The bones of a dinosaur with peculiar bird-like traits has been discovered by scientists in a fossil bed in southeast China, among the remnants of preserved fish and turtles.

The discovery, which is thought to be around 30 million years older than any verified avian fossil, may provide some important insights into the early stages of bird development.Paleontologist Min Wang of the Chinese Academy of Sciences and associates determined the new fossil's position in the dino-bird family tree by comparing it to the skeletal remains of other extant and extinct dinosaurs. The new fossil was called Fujianvenator prodigiosus.

The pheasant-sized and probably feathered Fujianvenator prodigiosus, according to the researchers, belonged to the ancestral group avialae, which is comprised of current birds and the closest dinosaur predecessors to them.

Such fossilized remains of our earliest bird predecessors are rare and valuable windows into the development of birds and their Earthly environments.

To acknowledge the remarkable diversity and distinctive composition found at that particular period and location in Earth's history, researchers have called the collection Fujianvenator, which was discovered in Zhenghe Fauna.

The 150 million-year-old fossilized bones of the dinosaur Archaeopteryx characterized an important early stage in the evolution of modern birds for many years.

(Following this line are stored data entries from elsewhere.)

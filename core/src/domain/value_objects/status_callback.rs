//! Inbound delivery status callback.

use std::collections::BTreeMap;

use crate::domain::value_objects::MessageUpdate;
use crate::errors::ValidationError;

/// Form field carrying the provider message id
pub const MESSAGE_SID_FIELD: &str = "MessageSid";

/// A provider status callback reduced to the fields the lifecycle consumes
#[derive(Debug, Clone, PartialEq, Eq)]
pub struct StatusCallback {
    pub provider_message_id: String,
    pub update: MessageUpdate,
}

impl StatusCallback {
    /// Extract the consumed fields from the callback's form parameters.
    ///
    /// Unknown parameters are ignored. Both `DateSend` and `DateSent` are read
    /// for the sent date.
    pub fn from_form(params: &BTreeMap<String, String>) -> Result<Self, ValidationError> {
        let provider_message_id = params
            .get(MESSAGE_SID_FIELD)
            .map(|sid| sid.trim())
            .filter(|sid| !sid.is_empty())
            .ok_or_else(|| ValidationError::RequiredField {
                field: MESSAGE_SID_FIELD.to_string(),
            })?
            .to_string();

        let field = |name: &str| params.get(name).cloned();
        let date_sent = field("DateSend")
            .filter(|v| !v.trim().is_empty())
            .or_else(|| field("DateSent"));

        Ok(Self {
            provider_message_id,
            update: MessageUpdate::from_raw(
                field("MessageStatus"),
                date_sent,
                field("ErrorCode"),
                field("ErrorMessage"),
            ),
        })
    }
}
use actix_web::{web, HttpResponse};
use uuid::Uuid;

use sms_core::errors::DomainError;
use sms_core::repositories::{MessageRepository, QueryOptions};
use sms_core::services::ProviderGateway;

use crate::dto::GetMessageQuery;
use crate::handlers::ApiError;
use crate::routes::AppState;

/// Handler for GET /dhos/v1/sms/{message_id}
///
/// Soft-deleted messages are only returned with `?include_deleted=true`.
pub async fn get_message<R, G>(
    state: web::Data<AppState<R, G>>,
    path: web::Path<String>,
    query: web::Query<GetMessageQuery>,
) -> Result<HttpResponse, ApiError>
where
    R: MessageRepository + 'static,
    G: ProviderGateway + 'static,
{
    let uuid = parse_message_id(&path)?;
    let options = QueryOptions {
        include_deleted: query.include_deleted,
    };

    let message = state.message_service.get_message(uuid, options).await?;
    Ok(HttpResponse::Ok().json(message))
}

/// A malformed identifier cannot name a stored message
pub(crate) fn parse_message_id(raw: &str) -> Result<Uuid, ApiError> {
    Uuid::parse_str(raw).map_err(|_| {
        ApiError::Domain(DomainError::NotFound {
            resource: format!("Message {}", raw),
        })
    })
}
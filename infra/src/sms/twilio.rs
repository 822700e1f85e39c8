//! Twilio provider gateway
//!
//! Talks to Twilio's 2010-04-01 Messages REST resource with HTTP basic auth.
//! When the gateway is disabled no request leaves the process and synthetic
//! results are returned instead.

use async_trait::async_trait;
use chrono::Utc;
use serde::Deserialize;
use std::collections::BTreeMap;
use std::time::Duration;
use tracing::{debug, error, info, warn};

use sms_core::domain::value_objects::{MessageUpdate, SentMessage};
use sms_core::errors::DomainError;
use sms_core::services::ProviderGateway;
use sms_shared::config::ProviderConfig;
use sms_shared::utils::phone::mask_phone_number;

use super::signature::validate_signature;
use crate::InfrastructureError;

/// Status reported for every synthetic send or fetch
const DISABLED_STATUS: &str = "sent";

/// Twilio gateway configuration
#[derive(Debug, Clone)]
pub struct TwilioConfig {
    /// Twilio Account SID
    pub account_sid: String,
    /// Twilio Auth Token, also the callback signing key
    pub auth_token: String,
    /// URL Twilio posts status callbacks to
    pub callback_url: String,
    /// REST API base URL
    pub api_base_url: String,
    /// Timeout for API requests in seconds
    pub request_timeout_secs: u64,
    /// Answer locally instead of calling Twilio
    pub disabled: bool,
}

impl From<&ProviderConfig> for TwilioConfig {
    fn from(config: &ProviderConfig) -> Self {
        Self {
            account_sid: config.account_sid.clone(),
            auth_token: config.auth_token.clone(),
            callback_url: config.callback_url.clone(),
            api_base_url: config.api_base_url.clone(),
            request_timeout_secs: config.request_timeout_secs,
            disabled: config.disabled,
        }
    }
}

/// Message resource as returned by Twilio
#[derive(Debug, Deserialize)]
struct TwilioMessageResource {
    sid: String,
    status: Option<String>,
    date_sent: Option<String>,
    /// Numeric in Twilio's payloads, kept loose
    error_code: Option<serde_json::Value>,
    error_message: Option<String>,
}

impl TwilioMessageResource {
    fn error_code(&self) -> Option<String> {
        match &self.error_code {
            Some(serde_json::Value::Number(n)) => Some(n.to_string()),
            Some(serde_json::Value::String(s)) => Some(s.clone()),
            _ => None,
        }
    }

    fn into_update(self) -> MessageUpdate {
        let error_code = self.error_code();
        MessageUpdate::from_raw(self.status, self.date_sent, error_code, self.error_message)
    }
}

/// Twilio implementation of the provider gateway
pub struct TwilioGateway {
    client: reqwest::Client,
    config: TwilioConfig,
}

impl TwilioGateway {
    /// Create a new Twilio gateway
    pub fn new(config: TwilioConfig) -> Result<Self, InfrastructureError> {
        if !config.disabled
            && (config.account_sid.is_empty()
                || config.auth_token.is_empty()
                || config.callback_url.is_empty())
        {
            return Err(InfrastructureError::Config(
                "Twilio account SID, auth token and callback URL are required".to_string(),
            ));
        }

        let client = reqwest::Client::builder()
            .timeout(Duration::from_secs(config.request_timeout_secs))
            .build()?;

        if config.disabled {
            warn!("Twilio gateway disabled, provider calls will be simulated");
        } else {
            info!(
                api_base_url = %config.api_base_url,
                "Twilio gateway initialized"
            );
        }

        Ok(Self { client, config })
    }

    /// Create from provider configuration
    pub fn from_provider_config(config: &ProviderConfig) -> Result<Self, InfrastructureError> {
        Self::new(TwilioConfig::from(config))
    }

    pub fn is_disabled(&self) -> bool {
        self.config.disabled
    }

    fn messages_url(&self) -> String {
        format!(
            "{}/2010-04-01/Accounts/{}/Messages.json",
            self.config.api_base_url.trim_end_matches('/'),
            self.config.account_sid
        )
    }

    fn message_url(&self, provider_message_id: &str) -> String {
        format!(
            "{}/2010-04-01/Accounts/{}/Messages/{}.json",
            self.config.api_base_url.trim_end_matches('/'),
            self.config.account_sid,
            provider_message_id
        )
    }

    fn synthetic_date_sent() -> String {
        Utc::now().format("%Y-%m-%d %H:%M:%S%.6f").to_string()
    }
}

#[async_trait]
impl ProviderGateway for TwilioGateway {
    async fn send_message(
        &self,
        phone_number: &str,
        content: &str,
        sender: &str,
    ) -> Result<SentMessage, DomainError> {
        if self.config.disabled {
            let sent = SentMessage {
                provider_message_id: uuid::Uuid::new_v4().to_string(),
                status: Some(DISABLED_STATUS.to_string()),
                date_sent: Some(Self::synthetic_date_sent()),
                error_code: None,
                error_message: None,
            };
            info!(
                provider_message_id = %sent.provider_message_id,
                "Skipping Twilio send, gateway disabled"
            );
            return Ok(sent);
        }

        let params = [
            ("To", phone_number),
            ("From", sender),
            ("Body", content),
            ("StatusCallback", self.config.callback_url.as_str()),
        ];

        let response = self
            .client
            .post(self.messages_url())
            .basic_auth(&self.config.account_sid, Some(&self.config.auth_token))
            .form(&params)
            .send()
            .await
            .map_err(|e| {
                error!(error = %e, "Twilio send request failed");
                DomainError::ProviderUnavailable {
                    message: format!("Twilio request failed: {}", e),
                }
            })?;

        let status = response.status();
        if !status.is_success() {
            let body = response.text().await.unwrap_or_default();
            error!(
                http_status = status.as_u16(),
                receiver = %mask_phone_number(phone_number),
                body = %body,
                "Twilio rejected SMS request"
            );
            return Err(DomainError::ProviderUnavailable {
                message: format!("Twilio rejected request with HTTP {}", status.as_u16()),
            });
        }

        let resource: TwilioMessageResource = response.json().await.map_err(|e| {
            error!(error = %e, "Unreadable Twilio send response");
            DomainError::ProviderUnavailable {
                message: format!("Invalid Twilio response: {}", e),
            }
        })?;

        let provider_message_id = resource.sid.clone();
        let update = resource.into_update();
        debug!(
            provider_message_id = %provider_message_id,
            status = ?update.status,
            "Sent message to Twilio"
        );

        Ok(SentMessage {
            provider_message_id,
            status: update.status,
            date_sent: update.date_sent,
            error_code: update.error_code,
            error_message: update.error_message,
        })
    }

    async fn fetch_message(&self, provider_message_id: &str) -> Option<MessageUpdate> {
        if self.config.disabled {
            debug!(provider_message_id, "Skipping Twilio fetch, gateway disabled");
            return Some(MessageUpdate {
                status: Some(DISABLED_STATUS.to_string()),
                date_sent: Some(Self::synthetic_date_sent()),
                error_code: None,
                error_message: None,
            });
        }

        let response = match self
            .client
            .get(self.message_url(provider_message_id))
            .basic_auth(&self.config.account_sid, Some(&self.config.auth_token))
            .send()
            .await
        {
            Ok(response) if response.status().is_success() => response,
            Ok(response) => {
                warn!(
                    provider_message_id,
                    http_status = response.status().as_u16(),
                    "Could not get updated status from Twilio"
                );
                return None;
            }
            Err(e) => {
                warn!(provider_message_id, error = %e, "Twilio fetch request failed");
                return None;
            }
        };

        match response.json::<TwilioMessageResource>().await {
            Ok(resource) => Some(resource.into_update()),
            Err(e) => {
                warn!(provider_message_id, error = %e, "Unreadable Twilio fetch response");
                None
            }
        }
    }

    async fn redact_message_body(&self, provider_message_id: &str) -> bool {
        if self.config.disabled {
            debug!(provider_message_id, "Skipping Twilio redaction, gateway disabled");
            return true;
        }

        let result = self
            .client
            .post(self.message_url(provider_message_id))
            .basic_auth(&self.config.account_sid, Some(&self.config.auth_token))
            .form(&[("Body", "")])
            .send()
            .await;

        match result {
            Ok(response) if response.status().is_success() => {
                debug!(provider_message_id, "Redacted message body in Twilio");
                true
            }
            Ok(response) => {
                warn!(
                    provider_message_id,
                    http_status = response.status().as_u16(),
                    "Could not redact message body in Twilio"
                );
                false
            }
            Err(e) => {
                warn!(provider_message_id, error = %e, "Twilio redaction request failed");
                false
            }
        }
    }

    fn verify_signature(&self, signature: Option<&str>, params: &BTreeMap<String, String>) -> bool {
        validate_signature(
            &self.config.auth_token,
            &self.config.callback_url,
            params,
            signature.unwrap_or(""),
        )
    }
}
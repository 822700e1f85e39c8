use actix_web::{web, HttpResponse};
use validator::Validate;

use sms_core::repositories::MessageRepository;
use sms_core::services::ProviderGateway;

use crate::dto::StatusCountsQuery;
use crate::handlers::ApiError;
use crate::routes::AppState;

/// Handler for GET /dhos/v1/sms_status_counts
///
/// Counts messages created between `start_date` and `end_date` (inclusive)
/// per day and status. `trustomer_code` and `product_name` narrow the report.
pub async fn status_counts<R, G>(
    state: web::Data<AppState<R, G>>,
    query: web::Query<StatusCountsQuery>,
) -> Result<HttpResponse, ApiError>
where
    R: MessageRepository + 'static,
    G: ProviderGateway + 'static,
{
    query.validate()?;

    let report = state
        .report_service
        .status_counts(
            &query.start_date,
            &query.end_date,
            query.trustomer_code.as_deref(),
            query.product_name.as_deref(),
        )
        .await?;

    Ok(HttpResponse::Ok().json(report))
}
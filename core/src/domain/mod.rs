//! Domain layer containing the message entity and its value objects.

pub mod entities;
pub mod value_objects;

// Re-export commonly used domain types
pub use entities::*;
pub use value_objects::*;
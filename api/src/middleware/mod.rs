pub mod scope;

pub use scope::{TenantScope, PRODUCT_HEADER, TRUSTOMER_HEADER};
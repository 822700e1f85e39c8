//! Field-level validation errors
//!
//! These are raised before any provider call or persistence side effect and
//! surface to HTTP callers as 400 responses.

use thiserror::Error;

/// Validation errors for request fields
#[derive(Error, Debug, Clone, PartialEq, Eq)]
pub enum ValidationError {
    #[error("Field required: {field}")]
    RequiredField { field: String },

    #[error("Invalid format for field: {field}")]
    InvalidFormat { field: String },

    #[error("Invalid phone number: {reason}")]
    InvalidPhoneNumber { reason: String },

    #[error("Invalid range: {start} is after {end}")]
    InvalidRange { start: String, end: String },
}

impl ValidationError {
    /// Field the error refers to, if any
    pub fn field(&self) -> Option<&str> {
        match self {
            ValidationError::RequiredField { field } | ValidationError::InvalidFormat { field } => {
                Some(field)
            }
            ValidationError::InvalidPhoneNumber { .. } => Some("receiver"),
            ValidationError::InvalidRange { .. } => None,
        }
    }
}
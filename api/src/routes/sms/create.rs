use actix_web::{web, HttpResponse};
use validator::Validate;

use sms_core::repositories::MessageRepository;
use sms_core::services::ProviderGateway;

use crate::dto::CreateMessageRequest;
use crate::handlers::ApiError;
use crate::middleware::TenantScope;
use crate::routes::AppState;

/// Handler for POST /dhos/v1/sms
///
/// Validates the body, dispatches the message through the provider and
/// returns the stored record. The tenant scope comes from the `X-Trustomer`
/// and `X-Product` headers.
///
/// # Errors
/// - 400 for missing scope headers, invalid fields or an unparseable receiver
/// - 503 when the provider rejects the message or cannot be reached
pub async fn create_message<R, G>(
    state: web::Data<AppState<R, G>>,
    scope: TenantScope,
    request: web::Json<CreateMessageRequest>,
) -> Result<HttpResponse, ApiError>
where
    R: MessageRepository + 'static,
    G: ProviderGateway + 'static,
{
    let request = request.into_inner();
    request.validate()?;

    let message = state
        .message_service
        .create_message(request.into_new_message(scope))
        .await?;

    Ok(HttpResponse::Ok().json(message))
}
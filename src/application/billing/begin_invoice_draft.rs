use chrono::NaiveDate;
use rust_decimal::Decimal;
use serde::{Deserialize, Serialize};
use std::sync::Arc;
use uuid::Uuid;

use crate::domain::billing::{BillingError, BillingService, InvoiceDraft};

#[derive(Debug, Deserialize)]
pub struct BeginInvoiceDraftCommand {
  pub client_id: Uuid,
  pub matter_ids: Vec<Uuid>,
  pub date_from: Option<NaiveDate>,
  pub date_to: Option<NaiveDate>,
}

#[derive(Debug, Serialize)]
pub struct CurrencyGroupDto {
  pub currency: String,
  pub matter_ids: Vec<Uuid>,
  pub amount: Decimal,
}

/// Snapshot of the derived state a client renders after every edit.
#[derive(Debug, Serialize)]
pub struct DraftSummaryDto {
  pub breakdown: Vec<CurrencyGroupDto>,
  pub requires_conversion: bool,
  pub suggested_currency: Option<String>,
  pub min_invoice_date: Option<NaiveDate>,
  pub min_due_date: Option<NaiveDate>,
  pub invoice_date: Option<NaiveDate>,
  pub due_date: Option<NaiveDate>,
  pub missing_rates: Vec<String>,
  pub total: Option<Decimal>,
}

impl DraftSummaryDto {
  pub fn from_draft(draft: &InvoiceDraft) -> Self {
    let reconciliation = draft.reconciliation();
    let conversion = draft.conversion();
    let bounds = draft.bounds();
    Self {
      breakdown: reconciliation
        .breakdown
        .iter()
        .map(|group| CurrencyGroupDto {
          currency: group.currency.to_string(),
          matter_ids: group.matter_ids.iter().copied().collect(),
          amount: group.amount,
        })
        .collect(),
      requires_conversion: reconciliation.requires_conversion,
      suggested_currency: reconciliation.suggested_currency.map(|c| c.to_string()),
      min_invoice_date: bounds.min_invoice_date,
      min_due_date: bounds.min_due_date,
      invoice_date: draft.invoice_date(),
      due_date: draft.due_date(),
      missing_rates: conversion.missing_rates.iter().map(|c| c.to_string()).collect(),
      total: draft.total_preview(),
    }
  }
}

#[derive(Debug, Serialize)]
pub struct BeginInvoiceDraftResponse {
  pub draft: InvoiceDraft,
  pub summary: DraftSummaryDto,
}

pub struct BeginInvoiceDraftUseCase {
  billing_service: Arc<BillingService>,
}

impl BeginInvoiceDraftUseCase {
  pub fn new(billing_service: Arc<BillingService>) -> Self {
    Self { billing_service }
  }

  pub async fn execute(
    &self,
    command: BeginInvoiceDraftCommand,
  ) -> Result<BeginInvoiceDraftResponse, BillingError> {
    let mut draft = self.billing_service.start_draft(command.client_id);
    if command.date_from.is_some() || command.date_to.is_some() {
      draft.set_date_range(command.date_from, command.date_to)?;
    }
    for matter_id in &command.matter_ids {
      self.billing_service.attach_matter(&mut draft, *matter_id).await?;
    }

    let summary = DraftSummaryDto::from_draft(&draft);
    Ok(BeginInvoiceDraftResponse { draft, summary })
  }
}
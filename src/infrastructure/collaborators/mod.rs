pub mod in_memory;

pub use in_memory::{InMemoryBillableItemStore, InMemoryInvoiceStore, LocalCurrencyDetector};
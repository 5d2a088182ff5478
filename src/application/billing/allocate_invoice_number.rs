use chrono::NaiveDate;
use serde::{Deserialize, Serialize};
use std::str::FromStr;
use std::sync::Arc;

use crate::domain::billing::{BillingError, BillingLocation, BillingService};

#[derive(Debug, Deserialize)]
pub struct AllocateInvoiceNumberCommand {
  pub invoice_date: NaiveDate,
  pub billing_location: String,
}

#[derive(Debug, Serialize)]
pub struct AllocateInvoiceNumberResponse {
  pub invoice_number: String,
}

pub struct AllocateInvoiceNumberUseCase {
  billing_service: Arc<BillingService>,
}

impl AllocateInvoiceNumberUseCase {
  pub fn new(billing_service: Arc<BillingService>) -> Self {
    Self { billing_service }
  }

  pub async fn execute(
    &self,
    command: AllocateInvoiceNumberCommand,
  ) -> Result<AllocateInvoiceNumberResponse, BillingError> {
    let location = BillingLocation::from_str(&command.billing_location)?;
    let number = self
      .billing_service
      .allocate_invoice_number(command.invoice_date, location)
      .await?;
    Ok(AllocateInvoiceNumberResponse {
      invoice_number: number.value().to_string(),
    })
  }
}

Researchers are now less certain, discovering that the renowned feathered species shares more similarities with Deinonychosauria than with Avialae. Because there aren't many other credible fossils from this era that resemble birds, scientists can only speculate as to what an early bird would have looked like.

Situated halfway between extinct dinosaurs and contemporary birds, Fujianvenator may hold some clues. It appeared only a few million years after Archaeopteryx.

The peculiar four-winged Anchiornis and other dinosaurs with fewer bird-like traits are more comparable to the pelvis of Fujianvenator. This indicates that the morphological shift from arms to wings occurred very early in the evolutionary history of birds, while their legs were still performing distinct functions. It also implies that Fujianvenator diverged from the line that gave rise to birds.

"Our comparative analyses demonstrate that significant changes in body plan, primarily driven by the forelimb, occurred along the early avialan line, ultimately giving rise to the typical bird limb proportion," says Wang.

"Fujanvenator, on the other hand, is a peculiar species that deviated from this primary trajectory and evolved an unusual hindlimb architecture."

Given its lengthy hindlimbs and the fossils it was discovered with, Fujianvenator may have been a fast runner or a long-legged marsh dweller.

These leg proportions are used for both sprinting and wading; sadly, Fujianvenator's feet, which may help distinguish between these activities, are not well-defined, thus more fossil discoveries will be required to corroborate this.

However, this is the first time that an identified potential swamp avialan has been found. The remaining avialans that paleontologists have found thus far all exhibit characteristics of tree dwellers.

This research was published in Nature.